This week has been a similar story to the last as far as the price of natural gas goes. The commodity is on course for a second straight week of gains, as frigid weather conditions drive demand against a backdrop of ever-dwindling US supplies.
Gas futures surged to a five-year high of $6.40 per million British Thermal Units (BTUs) yesterday, after the Energy Information Administration (EIA), the reporting arm of the US Energy Department, revealed another large drop in the US stockpile.
Natural gas in storage in the US plunged 250 billion cubic feet last week to 1.443 trillion cubic feet, following a 237 billion drop the week prior. US supplies of natural gas have declined to their lowest in a decade as Americans have upped their usage, heating their homes against a succession of winter storms. Close to half of American homes use natural gas as their fuel for heating.

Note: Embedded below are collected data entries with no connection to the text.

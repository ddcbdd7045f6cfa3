//! Source discovery and repository checkout
//!
//! This module handles:
//! - Finding the source files to index under a directory
//! - Cloning a remote Git repository (or reusing an existing checkout)
//! - Loading and saving the TOML configuration

mod config;

pub use config::{
    AppConfig, DatabaseConfig, EmbeddingsConfig, ModelConfig, RepositoryConfig, RetrievalConfig,
    DEFAULT_CONFIG_FILE,
};

use anyhow::{Context, Result};
use git2::Repository as GitRepo;
use std::path::{Path, PathBuf};

/// List files under `root` ending in `extension`, sorted by path
///
/// Hidden directories and any directory named in `ignore_dirs` are skipped.
/// `root` itself is always walked, even when its name starts with a dot.
pub fn list_source_files(
    root: &Path,
    extension: &str,
    ignore_dirs: &[String],
) -> Result<Vec<PathBuf>> {
    let mut files = Vec::new();

    for entry in walkdir::WalkDir::new(root)
        .into_iter()
        .filter_entry(|e| {
            if e.depth() == 0 || !e.file_type().is_dir() {
                return true;
            }
            let name = e.file_name().to_str().unwrap_or("");
            !name.starts_with('.') && !ignore_dirs.iter().any(|dir| dir == name)
        })
    {
        let entry = entry.with_context(|| format!("Failed to walk {:?}", root))?;
        if entry.file_type().is_file() {
            let matches = entry
                .file_name()
                .to_str()
                .map(|name| name.ends_with(extension))
                .unwrap_or(false);
            if matches {
                files.push(entry.into_path());
            }
        }
    }

    files.sort();
    Ok(files)
}

/// Name of the directory a repository URL is cloned into
pub fn repo_name(url: &str) -> Option<&str> {
    let trimmed = url.trim_end_matches('/');
    let last = trimmed.rsplit(['/', ':']).next()?;
    let name = last.strip_suffix(".git").unwrap_or(last);
    (!name.is_empty()).then_some(name)
}

/// Clone `url` under `checkout_dir` and return the checkout path
///
/// A checkout that already exists and opens as a Git repository is reused
/// as-is.
pub fn download_repo(url: &str, checkout_dir: &Path) -> Result<PathBuf> {
    let url = if url.ends_with(".git") {
        url.to_string()
    } else {
        format!("{}.git", url.trim_end_matches('/'))
    };

    let name = repo_name(&url)
        .ok_or_else(|| anyhow::anyhow!("Cannot derive a repository name from {}", url))?;
    let dest = checkout_dir.join(name);

    if dest.exists() {
        if GitRepo::open(&dest).is_ok() {
            tracing::info!("Reusing existing checkout at {:?}", dest);
            return Ok(dest);
        }
        anyhow::bail!("{:?} exists but is not a Git repository", dest);
    }

    std::fs::create_dir_all(checkout_dir)
        .with_context(|| format!("Failed to create {:?}", checkout_dir))?;

    tracing::info!("Cloning {} into {:?}", url, dest);
    GitRepo::clone(&url, &dest).with_context(|| format!("Failed to clone {}", url))?;

    Ok(dest)
}

#[cfg(test)]
mod tests {
    use super::*;
    use std::fs;

    #[test]
    fn test_repo_name() {
        assert_eq!(repo_name("https://github.com/org/project.git"), Some("project"));
        assert_eq!(repo_name("https://github.com/org/project"), Some("project"));
        assert_eq!(repo_name("git@github.com:project.git"), Some("project"));
        assert_eq!(repo_name("https://github.com/"), Some("github.com"));
        assert_eq!(repo_name(""), None);
    }

    #[test]
    fn test_list_source_files_filters_and_sorts() {
        let dir = tempfile::tempdir().unwrap();
        let root = dir.path();

        fs::create_dir_all(root.join("pkg/sub")).unwrap();
        fs::create_dir_all(root.join(".hidden")).unwrap();
        fs::create_dir_all(root.join("venv/lib")).unwrap();

        fs::write(root.join("b.py"), "").unwrap();
        fs::write(root.join("a.py"), "").unwrap();
        fs::write(root.join("notes.txt"), "").unwrap();
        fs::write(root.join("pkg/sub/c.py"), "").unwrap();
        fs::write(root.join(".hidden/d.py"), "").unwrap();
        fs::write(root.join("venv/lib/e.py"), "").unwrap();

        let files = list_source_files(root, ".py", &["venv".to_string()]).unwrap();
        let relative: Vec<_> = files
            .iter()
            .map(|p| p.strip_prefix(root).unwrap().to_path_buf())
            .collect();

        assert_eq!(
            relative,
            vec![
                PathBuf::from("a.py"),
                PathBuf::from("b.py"),
                PathBuf::from("pkg/sub/c.py"),
            ]
        );
    }

    #[test]
    fn test_download_reuses_existing_checkout() {
        let dir = tempfile::tempdir().unwrap();
        let existing = dir.path().join("project");
        GitRepo::init(&existing).unwrap();

        let path = download_repo("https://example.invalid/org/project", dir.path()).unwrap();
        assert_eq!(path, existing);
    }

    #[test]
    fn test_download_rejects_non_git_directory() {
        let dir = tempfile::tempdir().unwrap();
        fs::create_dir_all(dir.path().join("project")).unwrap();

        assert!(download_repo("https://example.invalid/org/project.git", dir.path()).is_err());
    }
}
//! SQLite storage layer
//!
//! This module handles persistent storage of:
//! - Indexed files
//! - Functions, classes and methods with their summaries and embeddings
//!
//! and answers similarity searches and location lookups over them.

mod schema;

pub use schema::SCHEMA;

use crate::extract::{FileBreakdown, SourceUnit, UnitKind};
use crate::retrieval::{cosine_distance, Candidate, CandidateSet, Location, LocationLookup};
use anyhow::{Context, Result};
use rusqlite::{params, Connection, OptionalExtension};
use std::path::Path;
use thiserror::Error;

/// Storage errors callers may want to match on
#[derive(Debug, Error)]
pub enum StorageError {
    #[error("Embedding dimension mismatch: expected {expected}, got {actual}")]
    DimensionMismatch { expected: usize, actual: usize },
}

/// Database connection wrapper
pub struct Database {
    conn: Connection,
    dimension: usize,
}

impl Database {
    /// Open or create a database at the given path for `dimension`-sized embeddings
    pub fn open<P: AsRef<Path>>(path: P, dimension: usize) -> Result<Self> {
        let conn = Connection::open(path.as_ref())
            .with_context(|| format!("Failed to open database at {:?}", path.as_ref()))?;

        let db = Self { conn, dimension };
        db.initialize()?;

        Ok(db)
    }

    /// Open an in-memory database (for testing)
    pub fn open_in_memory(dimension: usize) -> Result<Self> {
        let conn = Connection::open_in_memory().context("Failed to open in-memory database")?;

        let db = Self { conn, dimension };
        db.initialize()?;

        Ok(db)
    }

    /// Initialize the schema and pin the embedding dimension
    fn initialize(&self) -> Result<()> {
        self.conn
            .execute_batch(SCHEMA)
            .context("Failed to initialize database schema")?;

        let stored: Option<String> = self
            .conn
            .query_row(
                "SELECT value FROM settings WHERE key = ?1",
                params![schema::DIMENSION_KEY],
                |row| row.get(0),
            )
            .optional()
            .context("Failed to read embedding dimension")?;

        match stored {
            Some(value) => {
                let expected: usize = value
                    .parse()
                    .with_context(|| format!("Invalid stored embedding dimension: {}", value))?;
                if expected != self.dimension {
                    return Err(StorageError::DimensionMismatch {
                        expected,
                        actual: self.dimension,
                    }
                    .into());
                }
            }
            None => {
                self.conn
                    .execute(
                        "INSERT INTO settings (key, value) VALUES (?1, ?2)",
                        params![schema::DIMENSION_KEY, self.dimension.to_string()],
                    )
                    .context("Failed to store embedding dimension")?;
            }
        }

        Ok(())
    }

    /// Embedding dimension this database accepts
    pub fn dimension(&self) -> usize {
        self.dimension
    }

    /// Remove every file and unit
    pub fn clear(&self) -> Result<()> {
        self.conn
            .execute_batch(
                "DELETE FROM methods; DELETE FROM classes; DELETE FROM functions; DELETE FROM files;",
            )
            .context("Failed to clear tables")?;
        tracing::info!("All tables cleared");
        Ok(())
    }

    // ==================== Inserts ====================

    /// Add a file row and return its id
    pub fn add_file(&self, path: &str) -> Result<i64> {
        self.conn
            .execute("INSERT INTO files (path) VALUES (?1)", params![path])
            .with_context(|| format!("Failed to insert file {}", path))?;
        Ok(self.conn.last_insert_rowid())
    }

    /// Add a function belonging to `file_id`
    pub fn add_function(&self, file_id: i64, unit: &SourceUnit) -> Result<i64> {
        self.add_unit(UnitKind::Function, file_id, unit)
    }

    /// Add a class belonging to `file_id`, without its methods
    pub fn add_class(&self, file_id: i64, unit: &SourceUnit) -> Result<i64> {
        self.add_unit(UnitKind::Class, file_id, unit)
    }

    /// Add a method belonging to `class_id`
    pub fn add_method(&self, class_id: i64, unit: &SourceUnit) -> Result<i64> {
        self.add_unit(UnitKind::Method, class_id, unit)
    }

    /// Store a whole file breakdown in one transaction, returning the file id
    pub fn add_breakdown(&self, breakdown: &FileBreakdown) -> Result<i64> {
        let tx = self
            .conn
            .unchecked_transaction()
            .context("Failed to start transaction")?;

        let file_id = self.add_file(&breakdown.path)?;
        for function in &breakdown.functions {
            self.add_function(file_id, function)?;
        }
        for class in &breakdown.classes {
            let class_id = self.add_class(file_id, class)?;
            for method in &class.methods {
                self.add_method(class_id, method)?;
            }
        }

        tx.commit().context("Failed to commit file breakdown")?;
        Ok(file_id)
    }

    fn add_unit(&self, kind: UnitKind, parent_id: i64, unit: &SourceUnit) -> Result<i64> {
        let embedding_blob = match unit.embedding.as_deref() {
            Some(embedding) => Some(self.encode_embedding(embedding)?),
            None => None,
        };

        let parent_column = match kind {
            UnitKind::Method => "class_id",
            UnitKind::Function | UnitKind::Class => "file_id",
        };

        self.conn
            .execute(
                &format!(
                    "INSERT INTO {} ({}, name, code, summary, embedding) VALUES (?1, ?2, ?3, ?4, ?5)",
                    kind.table_name(),
                    parent_column
                ),
                params![parent_id, unit.name, unit.text, unit.summary, embedding_blob],
            )
            .with_context(|| format!("Failed to insert {} {}", kind, unit.name))?;

        Ok(self.conn.last_insert_rowid())
    }

    fn encode_embedding(&self, embedding: &[f32]) -> Result<Vec<u8>> {
        self.check_dimension(embedding)?;
        Ok(embedding.iter().flat_map(|f| f.to_le_bytes()).collect())
    }

    fn check_dimension(&self, embedding: &[f32]) -> Result<()> {
        if embedding.len() != self.dimension {
            return Err(StorageError::DimensionMismatch {
                expected: self.dimension,
                actual: embedding.len(),
            }
            .into());
        }
        Ok(())
    }

    // ==================== Search ====================

    /// Find units close to `vector`
    ///
    /// Each kind is searched in turn (functions, classes, methods); within a
    /// kind, rows at cosine distance `<= threshold` are kept, closest first,
    /// at most `limit` of them.
    pub fn similarity_search(
        &self,
        vector: &[f32],
        threshold: f64,
        limit: usize,
    ) -> Result<CandidateSet> {
        self.check_dimension(vector)?;

        let mut results = CandidateSet::new();
        for kind in UnitKind::ALL {
            for candidate in self.search_kind(kind, vector, threshold, limit)? {
                results.insert(candidate);
            }
        }

        Ok(results)
    }

    fn search_kind(
        &self,
        kind: UnitKind,
        vector: &[f32],
        threshold: f64,
        limit: usize,
    ) -> Result<Vec<Candidate>> {
        let mut stmt = self.conn.prepare(&format!(
            "SELECT id, name, summary, embedding FROM {} WHERE embedding IS NOT NULL",
            kind.table_name()
        ))?;

        let rows = stmt.query_map([], |row| {
            Ok(UnitRow {
                id: row.get(0)?,
                name: row.get(1)?,
                summary: row.get(2)?,
                embedding: row.get(3)?,
            })
        })?;

        let mut matches = Vec::new();
        for row in rows {
            let row = row.with_context(|| format!("Failed to read {} row", kind))?;
            let distance = cosine_distance(vector, &decode_embedding(&row.embedding));
            if distance <= threshold {
                matches.push(row.into_candidate(kind, distance));
            }
        }

        matches.sort_by(|a, b| a.distance.total_cmp(&b.distance));
        matches.truncate(limit);

        tracing::debug!("{} {} match(es) within {}", matches.len(), kind.table_name(), threshold);
        Ok(matches)
    }

    // ==================== Statistics ====================

    /// Get database statistics
    pub fn get_stats(&self) -> Result<DatabaseStats> {
        let count = |table: &str| -> Result<usize> {
            let n: i64 = self
                .conn
                .query_row(&format!("SELECT COUNT(*) FROM {}", table), [], |row| row.get(0))
                .with_context(|| format!("Failed to count {}", table))?;
            Ok(n as usize)
        };

        Ok(DatabaseStats {
            files: count("files")?,
            functions: count("functions")?,
            classes: count("classes")?,
            methods: count("methods")?,
        })
    }
}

Gas futures for March pushed above $6.300 per million BTUs earlier today, before slipping back to $6.080 by mid-afternoon in New York, up 0.53% on the day. Forecasts suggest weather patterns may remain constant into next week, offering little respite to the inventory issue, which should act to support the gas price.
January was the coldest start to the year for the US since 2001, according to the National Oceanic and Atmospheric Administration. The EIA now forecasts inventories will finish this heating season down at 1331 billion cubic feet, the lowest end-of-season level since 2008.